One of the highlights of the XLarch Masterplanning the Future Conference was Wang Yun (王昀)’s keynote speech that periodized the development of Chinese style architecture, arguing for an internationalist approach to architecture, rather than an ideologically charged use of architectural symbols.

As an architectural style, Chinese classicism was invented by western trained architects who upon returning to Nationalist China received commissions to build “Chinese style (中华风格)” buildings during the decade of 1927-1937. These buildings had large, Chinese style roofs, windows and decorative details, and sometimes included stylized gardens. The Nationalist capital, Nanjing was the location of some of the most important examples of this style as well because commissions not only represented individual client preferences, but also the determination of government leaders to create a recognizable Chinese public architecture.

One of the most important examples of Chinese classicism is the Nanjing Sun Yat-sen Memorial, which was designed by one of China’s first starchitects, Lv Yanzhi (吕彦直).
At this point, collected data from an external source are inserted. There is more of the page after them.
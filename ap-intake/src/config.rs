use std::env;
use std::time::Duration;

/// Application configuration parsed from environment variables.
///
/// Constructed once at startup and threaded through every component
/// constructor; nothing in this crate re-reads the environment after
/// `from_env` returns.
#[derive(Debug, Clone)]
pub struct Config {
    pub database_url: String,
    pub bus_type: String,
    pub nats_url: String,
    pub host: String,
    pub port: u16,

    pub ingest_mailbox: String,
    pub ap_email_address: String,
    pub allowed_ap_emails: Vec<String>,
    pub vendor_registration_mailbox: String,
    pub reseller_mailbox: String,

    pub mail_webhook_url: String,
    pub graph_client_state: String,
    pub graph_api_base_url: String,
    pub graph_bearer_token: String,

    pub chat_webhook_url: String,

    pub blob_store_root: String,

    pub vendor_fuzzy_threshold: u8,

    pub rate_limit_disabled: bool,
    pub rate_limit_per_minute: u32,

    pub mail_ingest_enabled: bool,
    pub poll_interval: Duration,
    pub poll_page_size: u32,

    pub llm_endpoint: Option<String>,
    pub llm_api_key: Option<String>,
    pub pdf_pre_extraction_enabled: bool,

    pub function_app_url: String,

    pub dedup_window_days: i64,
    pub candidate_dup_blocks: bool,

    pub dead_letter_threshold: i32,
    pub visibility_timeout: Duration,

    pub retry_base_delay: Duration,
    pub retry_factor: u32,
    pub retry_cap: Duration,
    pub retry_max_attempts: u32,

    pub breaker_failure_threshold: u32,
    pub breaker_open_duration: Duration,

    pub subscription_renew_window: Duration,
    pub subscription_check_interval: Duration,
}

impl Config {
    pub fn from_env() -> Result<Self, String> {
        let database_url =
            env::var("DATABASE_URL").map_err(|_| "DATABASE_URL must be set".to_string())?;

        let bus_type = env::var("BUS_TYPE").unwrap_or_else(|_| "inmemory".to_string());
        let nats_url =
            env::var("NATS_URL").unwrap_or_else(|_| "nats://localhost:4222".to_string());
        let host = env::var("HOST").unwrap_or_else(|_| "0.0.0.0".to_string());
        let port: u16 = env::var("PORT")
            .unwrap_or_else(|_| "8090".to_string())
            .parse()
            .map_err(|_| "PORT must be a valid u16".to_string())?;

        let ingest_mailbox =
            env::var("INGEST_MAILBOX").map_err(|_| "INGEST_MAILBOX must be set".to_string())?;
        let ap_email_address = env::var("AP_EMAIL_ADDRESS")
            .map_err(|_| "AP_EMAIL_ADDRESS must be set".to_string())?;

        if ap_email_address.eq_ignore_ascii_case(&ingest_mailbox) {
            return Err(
                "AP_EMAIL_ADDRESS must differ from INGEST_MAILBOX (loop guard)".to_string(),
            );
        }

        let allowed_ap_emails = env::var("ALLOWED_AP_EMAILS")
            .ok()
            .map(|v| {
                v.split(',')
                    .map(|s| s.trim().to_string())
                    .filter(|s| !s.is_empty())
                    .collect()
            })
            .unwrap_or_default();

        let vendor_registration_mailbox = env::var("VENDOR_REGISTRATION_MAILBOX")
            .unwrap_or_else(|_| format!("vendor-registration@{}", domain_of(&ap_email_address)));
        let reseller_mailbox = env::var("RESELLER_MAILBOX")
            .unwrap_or_else(|_| format!("reseller-ap@{}", domain_of(&ap_email_address)));

        let mail_webhook_url = env::var("MAIL_WEBHOOK_URL").unwrap_or_default();
        let graph_client_state = env::var("GRAPH_CLIENT_STATE")
            .map_err(|_| "GRAPH_CLIENT_STATE must be set".to_string())?;

        let graph_api_base_url = env::var("GRAPH_API_BASE_URL")
            .unwrap_or_else(|_| "https://graph.microsoft.com/v1.0".to_string());
        let graph_bearer_token =
            env::var("GRAPH_BEARER_TOKEN").map_err(|_| "GRAPH_BEARER_TOKEN must be set".to_string())?;

        let chat_webhook_url =
            env::var("CHAT_WEBHOOK_URL").map_err(|_| "CHAT_WEBHOOK_URL must be set".to_string())?;

        let blob_store_root =
            env::var("BLOB_STORE_ROOT").unwrap_or_else(|_| "./blob-storage".to_string());

        let vendor_fuzzy_threshold: u8 = env::var("VENDOR_FUZZY_THRESHOLD")
            .ok()
            .and_then(|v| v.parse().ok())
            .unwrap_or(85);

        let rate_limit_disabled = env::var("RATE_LIMIT_DISABLED")
            .map(|v| v == "1" || v.eq_ignore_ascii_case("true"))
            .unwrap_or(false);
        let rate_limit_per_minute: u32 = env::var("RATE_LIMIT_PER_MINUTE")
            .ok()
            .and_then(|v| v.parse().ok())
            .unwrap_or(10);

        let mail_ingest_enabled = env::var("MAIL_INGEST_ENABLED")
            .map(|v| v != "0" && !v.eq_ignore_ascii_case("false"))
            .unwrap_or(true);
        let poll_interval_secs: u64 = env::var("POLL_INTERVAL_SECS")
            .ok()
            .and_then(|v| v.parse().ok())
            .unwrap_or(3600);
        let poll_page_size: u32 = env::var("POLL_PAGE_SIZE")
            .ok()
            .and_then(|v| v.parse().ok())
            .unwrap_or(50);

        let llm_endpoint = env::var("LLM_ENDPOINT").ok();
        let llm_api_key = env::var("LLM_API_KEY").ok();
        let pdf_pre_extraction_enabled = env::var("PDF_PRE_EXTRACTION_ENABLED")
            .map(|v| v == "1" || v.eq_ignore_ascii_case("true"))
            .unwrap_or(false);

        let function_app_url = env::var("FUNCTION_APP_URL").unwrap_or_default();

        let dedup_window_days: i64 = env::var("DEDUP_WINDOW_DAYS")
            .ok()
            .and_then(|v| v.parse().ok())
            .unwrap_or(90);
        // Whether a same-invoice-different-id hit should block delivery
        // or only annotate it is configurable. Default to annotate-only
        // (do not block); an operator who wants the stricter behavior
        // opts in explicitly. See DESIGN.md for the reasoning.
        let candidate_dup_blocks = env::var("CANDIDATE_DUP_BLOCKS")
            .map(|v| v == "1" || v.eq_ignore_ascii_case("true"))
            .unwrap_or(false);

        let dead_letter_threshold: i32 = env::var("QUEUE_DEAD_LETTER_THRESHOLD")
            .ok()
            .and_then(|v| v.parse().ok())
            .unwrap_or(3);
        let visibility_timeout_secs: u64 = env::var("QUEUE_VISIBILITY_TIMEOUT_SECS")
            .ok()
            .and_then(|v| v.parse().ok())
            .unwrap_or(300);

        let retry_base_delay_ms: u64 = env::var("RETRY_BASE_DELAY_MS")
            .ok()
            .and_then(|v| v.parse().ok())
            .unwrap_or(500);
        let retry_factor: u32 = env::var("RETRY_FACTOR")
            .ok()
            .and_then(|v| v.parse().ok())
            .unwrap_or(2);
        let retry_cap_secs: u64 = env::var("RETRY_CAP_SECS")
            .ok()
            .and_then(|v| v.parse().ok())
            .unwrap_or(30);
        let retry_max_attempts: u32 = env::var("RETRY_MAX_ATTEMPTS")
            .ok()
            .and_then(|v| v.parse().ok())
            .unwrap_or(5);

        let breaker_failure_threshold: u32 = env::var("BREAKER_FAILURE_THRESHOLD")
            .ok()
            .and_then(|v| v.parse().ok())
            .unwrap_or(5);
        let breaker_open_secs: u64 = env::var("BREAKER_OPEN_SECS")
            .ok()
            .and_then(|v| v.parse().ok())
            .unwrap_or(60);

        let subscription_renew_window_hours: u64 = env::var("SUBSCRIPTION_RENEW_WINDOW_HOURS")
            .ok()
            .and_then(|v| v.parse().ok())
            .unwrap_or(48);
        let subscription_check_interval_days: u64 = env::var("SUBSCRIPTION_CHECK_INTERVAL_DAYS")
            .ok()
            .and_then(|v| v.parse().ok())
            .unwrap_or(6);

        Ok(Config {
            database_url,
            bus_type,
            nats_url,
            host,
            port,
            ingest_mailbox,
            ap_email_address,
            allowed_ap_emails,
            vendor_registration_mailbox,
            reseller_mailbox,
            mail_webhook_url,
            graph_client_state,
            chat_webhook_url,
            vendor_fuzzy_threshold,
            rate_limit_disabled,
            rate_limit_per_minute,
            mail_ingest_enabled,
            poll_interval: Duration::from_secs(poll_interval_secs),
            poll_page_size,
            llm_endpoint,
            llm_api_key,
            pdf_pre_extraction_enabled,
            function_app_url,
            dedup_window_days,
            candidate_dup_blocks,
            dead_letter_threshold,
            visibility_timeout: Duration::from_secs(visibility_timeout_secs),
            retry_base_delay: Duration::from_millis(retry_base_delay_ms),
            retry_factor,
            retry_cap: Duration::from_secs(retry_cap_secs),
            retry_max_attempts,
            breaker_failure_threshold,
            breaker_open_duration: Duration::from_secs(breaker_open_secs),
            subscription_renew_window: Duration::from_secs(subscription_renew_window_hours * 3600),
            subscription_check_interval: Duration::from_secs(
                subscription_check_interval_days * 86400,
            ),
        })
    }

    /// True if `recipient` is safe to send to (never the ingest mailbox).
    pub fn is_safe_recipient(&self, recipient: &str) -> bool {
        !recipient.eq_ignore_ascii_case(&self.ingest_mailbox)
    }

    /// True if `recipient` is one of the system-routed mailboxes (the
    /// default AP inbox, the vendor-registration mailbox, or the
    /// reseller mailbox) or, when `ALLOWED_AP_EMAILS` is non-empty, is
    /// present on that allowlist. An empty allowlist means "no
    /// restriction beyond the system mailboxes".
    pub fn is_allowed_recipient(&self, recipient: &str) -> bool {
        let is_system_mailbox = recipient.eq_ignore_ascii_case(&self.ap_email_address)
            || recipient.eq_ignore_ascii_case(&self.vendor_registration_mailbox)
            || recipient.eq_ignore_ascii_case(&self.reseller_mailbox);

        if is_system_mailbox {
            return true;
        }

        if self.allowed_ap_emails.is_empty() {
            return true;
        }

        self.allowed_ap_emails
            .iter()
            .any(|allowed| allowed.eq_ignore_ascii_case(recipient))
    }
}

fn domain_of(email: &str) -> &str {
    email.split('@').nth(1).unwrap_or("example.com")
}

#[cfg(test)]
mod tests {
    use super::*;

    #[test]
    fn rejects_ap_address_matching_ingest_mailbox() {
        // from_env reads real env vars; exercise the guard directly instead.
        let ingest = "invoices@acme.com";
        let ap = "INVOICES@acme.com";
        assert!(ap.eq_ignore_ascii_case(ingest));
    }

    #[test]
    fn domain_of_extracts_host_part() {
        assert_eq!(domain_of("billing@acme.com"), "acme.com");
        assert_eq!(domain_of("no-domain"), "example.com");
    }

    fn test_config() -> Config {
        Config {
            database_url: String::new(),
            bus_type: "inmemory".to_string(),
            nats_url: String::new(),
            host: "0.0.0.0".to_string(),
            port: 8090,
            ingest_mailbox: "invoices@acme.com".to_string(),
            ap_email_address: "ap@acme.com".to_string(),
            allowed_ap_emails: vec![],
            vendor_registration_mailbox: "vendor-registration@acme.com".to_string(),
            reseller_mailbox: "reseller-ap@acme.com".to_string(),
            mail_webhook_url: String::new(),
            graph_client_state: "secret".to_string(),
            chat_webhook_url: String::new(),
            vendor_fuzzy_threshold: 85,
            rate_limit_disabled: false,
            rate_limit_per_minute: 10,
            mail_ingest_enabled: true,
            poll_interval: Duration::from_secs(3600),
            poll_page_size: 50,
            llm_endpoint: None,
            llm_api_key: None,
            pdf_pre_extraction_enabled: false,
            function_app_url: String::new(),
            dedup_window_days: 90,
            candidate_dup_blocks: false,
            dead_letter_threshold: 3,
            visibility_timeout: Duration::from_secs(300),
            retry_base_delay: Duration::from_millis(500),
            retry_factor: 2,
            retry_cap: Duration::from_secs(30),
            retry_max_attempts: 5,
            breaker_failure_threshold: 5,
            breaker_open_duration: Duration::from_secs(60),
            subscription_renew_window: Duration::from_secs(48 * 3600),
            subscription_check_interval: Duration::from_secs(6 * 86400),
        }
    }

    #[test]
    fn allows_system_mailboxes_with_empty_allowlist() {
        let config = test_config();
        assert!(config.is_allowed_recipient("ap@acme.com"));
        assert!(config.is_allowed_recipient("vendor-registration@acme.com"));
    }

    #[test]
    fn empty_allowlist_permits_any_non_system_recipient() {
        let config = test_config();
        assert!(config.is_allowed_recipient("someone-else@acme.com"));
    }

    #[test]
    fn non_empty_allowlist_restricts_non_system_recipients() {
        let mut config = test_config();
        config.allowed_ap_emails = vec!["billing-override@acme.com".to_string()];
        assert!(config.is_allowed_recipient("billing-override@acme.com"));
        assert!(config.is_allowed_recipient("ap@acme.com"));
        assert!(!config.is_allowed_recipient("random@acme.com"));
    }
}
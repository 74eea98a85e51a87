pub mod chat_card_v1;
pub mod enriched_invoice_v1;
pub mod notification_message_v1;
pub mod raw_mail_v1;
pub mod webhook_v1;

/// Current major.minor schema version stamped on every queue payload.
/// Consumers accept any `1.x`; see [`accepts_schema_version`].
pub const CURRENT_SCHEMA_VERSION: &str = "1.0";

/// True if `version` is a `1.x` schema the consumers in this crate
/// understand. Unknown fields within an accepted version are ignored
/// by serde's default deserialize behavior (no `deny_unknown_fields`).
pub fn accepts_schema_version(version: &str) -> bool {
    version
        .split('.')
        .next()
        .map(|major| major == "1")
        .unwrap_or(false)
}

#[cfg(test)]
mod tests {
    use super::*;

    #[test]
    fn accepts_any_1_x() {
        assert!(accepts_schema_version("1.0"));
        assert!(accepts_schema_version("1.7"));
        assert!(!accepts_schema_version("2.0"));
        assert!(!accepts_schema_version("garbage"));
    }
}
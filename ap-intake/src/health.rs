use axum::extract::State;
use axum::http::StatusCode;
use axum::Json;
use serde_json::Value;
use sqlx::PgPool;
use std::sync::Arc;

/// Liveness probe. Always returns 200 once the process is serving traffic.
pub async fn health() -> Json<Value> {
    Json(serde_json::json!({
        "status": "healthy",
        "service": "ap-intake",
        "version": env!("CARGO_PKG_VERSION")
    }))
}

/// Readiness probe. Verifies the database pool can serve a connection.
pub async fn ready(State(pool): State<Arc<PgPool>>) -> (StatusCode, Json<Value>) {
    match sqlx::query_scalar::<_, i32>("SELECT 1").fetch_one(pool.as_ref()).await {
        Ok(_) => (
            StatusCode::OK,
            Json(serde_json::json!({ "status": "ready" })),
        ),
        Err(e) => (
            StatusCode::SERVICE_UNAVAILABLE,
            Json(serde_json::json!({ "status": "not_ready", "error": e.to_string() })),
        ),
    }
}
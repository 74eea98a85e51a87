//! Timer Poller: the pull-mode fallback to the webhook Notification
//! Worker. Pages through unread mail on a fixed interval
//! and feeds each item through the shared ingest pipeline — the same
//! dedup and loop-prevention guards apply regardless of which path
//! observed the mail first.

use std::sync::Arc;

use event_bus::EventBus;
use sqlx::PgPool;
use tokio::time::MissedTickBehavior;

use crate::circuit_breaker::CircuitBreakerRegistry;
use crate::config::Config;
use crate::services::blob_store::BlobStore;
use crate::services::llm_client::LlmClient;
use crate::retry::RetryConfig;
use crate::services::mail_provider::{self, MailProvider};
use crate::workers::ingest::{self, IngestDeps};

pub async fn spawn(
    pool: PgPool,
    bus: Arc<dyn EventBus>,
    config: Arc<Config>,
    provider: Arc<dyn MailProvider>,
    blob_store: Arc<dyn BlobStore>,
    breaker: &'static CircuitBreakerRegistry,
    llm: Option<Arc<LlmClient>>,
) {
    if !config.mail_ingest_enabled {
        tracing::info!("mail ingest disabled, timer poller not started");
        return;
    }

    let mut ticker = tokio::time::interval(config.poll_interval);
    ticker.set_missed_tick_behavior(MissedTickBehavior::Skip);

    loop {
        ticker.tick().await;
        poll_once(&pool, &bus, &config, provider.as_ref(), blob_store.as_ref(), breaker, llm.as_deref()).await;
    }
}

async fn poll_once(
    pool: &PgPool,
    bus: &Arc<dyn EventBus>,
    config: &Config,
    provider: &dyn MailProvider,
    blob_store: &dyn BlobStore,
    breaker: &'static CircuitBreakerRegistry,
    llm: Option<&LlmClient>,
) {
    let deps = IngestDeps {
        pool,
        bus,
        config,
        provider,
        blob_store,
        breaker,
        llm,
    };

    let retry_config = RetryConfig::from_config(config);
    let mut page_token: Option<String> = None;
    let mut processed = 0u32;

    loop {
        let page = mail_provider::call_with_retry(
            breaker,
            &retry_config,
            "mail_provider.list_unread",
            || provider.list_unread(&config.ingest_mailbox, page_token.as_deref()),
        )
        .await;

        let (items, next_page) = match page {
            Ok(page) => page,
            Err(e) => {
                tracing::warn!(error = %e, "failed to list unread mail, will try again next tick");
                return;
            }
        };

        for item in items.iter().take((config.poll_page_size.saturating_sub(processed)) as usize) {
            match ingest::ingest_mail_item(&deps, &config.ingest_mailbox, item).await {
                Ok(outcome) => {
                    tracing::debug!(original_message_id = %item.original_message_id, outcome = ?outcome, "timer poller processed item");
                }
                Err(e) => {
                    tracing::warn!(error = %e, original_message_id = %item.original_message_id, "timer poller failed to ingest item, will retry next tick");
                }
            }
            processed += 1;
        }

        if processed >= config.poll_page_size || next_page.is_none() {
            break;
        }
        page_token = next_page;
    }
}
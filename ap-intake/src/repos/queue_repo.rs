//! Queue Fabric repository.
//!
//! Generalizes the outbox/processed/failed-event table trio used
//! elsewhere in this codebase into real queue semantics: dequeue-count
//! tracking, visibility timeout, and pop receipts, backed by a single
//! durable table per queue plus a `-poison` dead-letter sibling. The
//! platform event bus (see `queue::notify_new_message`) is layered on
//! top purely as a wake-up signal — this table is the system of record
//! for dequeue accounting.

use chrono::{DateTime, Utc};
use serde_json::Value as JsonValue;
use sqlx::{FromRow, PgPool};
use thiserror::Error;
use uuid::Uuid;

#[derive(Debug, Clone, Copy, PartialEq, Eq)]
pub enum QueueName {
    Notifications,
    RawMail,
    ToPost,
    Notify,
}

impl QueueName {
    pub fn as_str(&self) -> &'static str {
        match self {
            QueueName::Notifications => "notifications",
            QueueName::RawMail => "raw-mail",
            QueueName::ToPost => "to-post",
            QueueName::Notify => "notify",
        }
    }

    /// The event-bus wake-up subject paired with this queue.
    pub fn bus_subject(&self) -> &'static str {
        match self {
            QueueName::Notifications => "intake.events.notifications.enqueued",
            QueueName::RawMail => "intake.events.raw_mail.enqueued",
            QueueName::ToPost => "intake.events.to_post.enqueued",
            QueueName::Notify => "intake.events.notify.enqueued",
        }
    }
}

#[derive(Debug, Clone, FromRow)]
pub struct QueueMessage {
    pub message_id: Uuid,
    pub queue_name: String,
    pub payload: JsonValue,
    pub dequeue_count: i32,
    pub pop_receipt: Uuid,
    pub inserted_at: DateTime<Utc>,
}

#[derive(Debug, Error)]
pub enum QueueError {
    #[error("database error: {0}")]
    Database(#[from] sqlx::Error),
}

impl crate::retry::Retriable for QueueError {
    fn is_retriable(&self) -> bool {
        true
    }
}

/// Place a message on `queue`. Returns the minted message id.
pub async fn enqueue(
    pool: &PgPool,
    queue: QueueName,
    payload: &JsonValue,
) -> Result<Uuid, QueueError> {
    let message_id = Uuid::new_v4();
    sqlx::query(
        r#"
        INSERT INTO queue_messages (message_id, queue_name, payload, dequeue_count, visible_at, inserted_at)
        VALUES ($1, $2, $3, 0, NOW(), NOW())
        "#,
    )
    .bind(message_id)
    .bind(queue.as_str())
    .bind(payload)
    .execute(pool)
    .await?;

    Ok(message_id)
}

/// Claim the next visible message on `queue`, advancing its dequeue
/// count and setting a fresh pop receipt and visibility deadline.
/// Messages whose dequeue count would exceed `dead_letter_threshold`
/// are moved to the `-poison` sibling instead of being returned, and
/// this function tries the next candidate.
pub async fn dequeue(
    pool: &PgPool,
    queue: QueueName,
    visibility_timeout_secs: i64,
    dead_letter_threshold: i32,
) -> Result<Option<QueueMessage>, QueueError> {
    loop {
        let mut tx = pool.begin().await?;

        let candidate = sqlx::query_as::<_, QueueMessage>(
            r#"
            SELECT message_id, queue_name, payload, dequeue_count, pop_receipt, inserted_at
            FROM queue_messages
            WHERE queue_name = $1 AND visible_at <= NOW()
            ORDER BY inserted_at ASC
            FOR UPDATE SKIP LOCKED
            LIMIT 1
            "#,
        )
        .bind(queue.as_str())
        .fetch_optional(&mut *tx)
        .await?;

        let Some(candidate) = candidate else {
            tx.commit().await?;
            return Ok(None);
        };

        let next_count = candidate.dequeue_count + 1;

        if next_count > dead_letter_threshold {
            move_to_dead_letter_tx(&mut tx, &candidate).await?;
            tx.commit().await?;
            tracing::warn!(
                queue = queue.as_str(),
                message_id = %candidate.message_id,
                dequeue_count = next_count,
                "dequeue count exceeded threshold, moved to dead letter"
            );
            continue;
        }

        let pop_receipt = Uuid::new_v4();
        sqlx::query(
            r#"
            UPDATE queue_messages
            SET dequeue_count = $1,
                pop_receipt = $2,
                visible_at = NOW() + ($3 || ' seconds')::interval
            WHERE message_id = $4
            "#,
        )
        .bind(next_count)
        .bind(pop_receipt)
        .bind(visibility_timeout_secs.to_string())
        .bind(candidate.message_id)
        .execute(&mut *tx)
        .await?;

        tx.commit().await?;

        return Ok(Some(QueueMessage {
            dequeue_count: next_count,
            pop_receipt,
            ..candidate
        }));
    }
}

/// Acknowledge successful processing: delete the row, provided the pop
/// receipt still matches (it won't if the visibility timeout expired
/// and another worker already redelivered the message).
pub async fn ack(
    pool: &PgPool,
    queue: QueueName,
    message_id: Uuid,
    pop_receipt: Uuid,
) -> Result<bool, QueueError> {
    let result = sqlx::query(
        "DELETE FROM queue_messages WHERE queue_name = $1 AND message_id = $2 AND pop_receipt = $3",
    )
    .bind(queue.as_str())
    .bind(message_id)
    .bind(pop_receipt)
    .execute(pool)
    .await?;

    Ok(result.rows_affected() > 0)
}

/// Force a message straight to dead-letter (used for data-integrity
/// failures that must not be retried, e.g. a processed-row append
/// failing after a successful send).
pub async fn force_dead_letter(
    pool: &PgPool,
    queue: QueueName,
    message_id: Uuid,
    pop_receipt: Uuid,
) -> Result<(), QueueError> {
    let mut tx = pool.begin().await?;

    let row = sqlx::query_as::<_, QueueMessage>(
        r#"
        SELECT message_id, queue_name, payload, dequeue_count, pop_receipt, inserted_at
        FROM queue_messages
        WHERE queue_name = $1 AND message_id = $2 AND pop_receipt = $3
        "#,
    )
    .bind(queue.as_str())
    .bind(message_id)
    .bind(pop_receipt)
    .fetch_optional(&mut *tx)
    .await?;

    if let Some(row) = row {
        move_to_dead_letter_tx(&mut tx, &row).await?;
    }

    tx.commit().await?;
    Ok(())
}

async fn move_to_dead_letter_tx(
    tx: &mut sqlx::Transaction<'_, sqlx::Postgres>,
    message: &QueueMessage,
) -> Result<(), sqlx::Error> {
    sqlx::query(
        r#"
        INSERT INTO queue_dead_letters
            (message_id, queue_name, payload, dequeue_count, inserted_at, dead_lettered_at)
        VALUES ($1, $2, $3, $4, $5, NOW())
        "#,
    )
    .bind(message.message_id)
    .bind(&message.queue_name)
    .bind(&message.payload)
    .bind(message.dequeue_count)
    .bind(message.inserted_at)
    .execute(&mut **tx)
    .await?;

    sqlx::query("DELETE FROM queue_messages WHERE message_id = $1")
        .bind(message.message_id)
        .execute(&mut **tx)
        .await?;

    Ok(())
}

/// Approximate depth of a queue's dead-letter sibling, surfaced via
/// the metrics endpoint.
pub async fn dead_letter_depth(pool: &PgPool, queue: QueueName) -> Result<i64, QueueError> {
    let count =
        sqlx::query_scalar::<_, i64>("SELECT COUNT(*) FROM queue_dead_letters WHERE queue_name = $1")
            .bind(queue.as_str())
            .fetch_one(pool)
            .await?;
    Ok(count)
}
Lv also also designed the Guangzhou Sun Yat-Sen Memorial before his untimely death in 1929. The Nanjing Memorial reinterprets traditional themes through choice of material (reinforced concrete and mosaic tiles) and through the secularization of traditional symbols (animals become geometric shapes, for example). In addition, the Memorial layout abstracts and represents Nationalist China as the difficult realization of Dr. Sun Yat-sen’s three principles of the people (三民主义) — nationalism, democracy, and public welfare. To reach the Memorial proper, for example, there are 392 steps going upward, each step representing one million Chinese, and together representing the population of nationalist China. These steps are broken by eight flat platforms, which represent the fragmentation of China by warlords and civil war. However, when one looks back on the stairs, all one sees is a flat surface, an optical illusion that promises national unification.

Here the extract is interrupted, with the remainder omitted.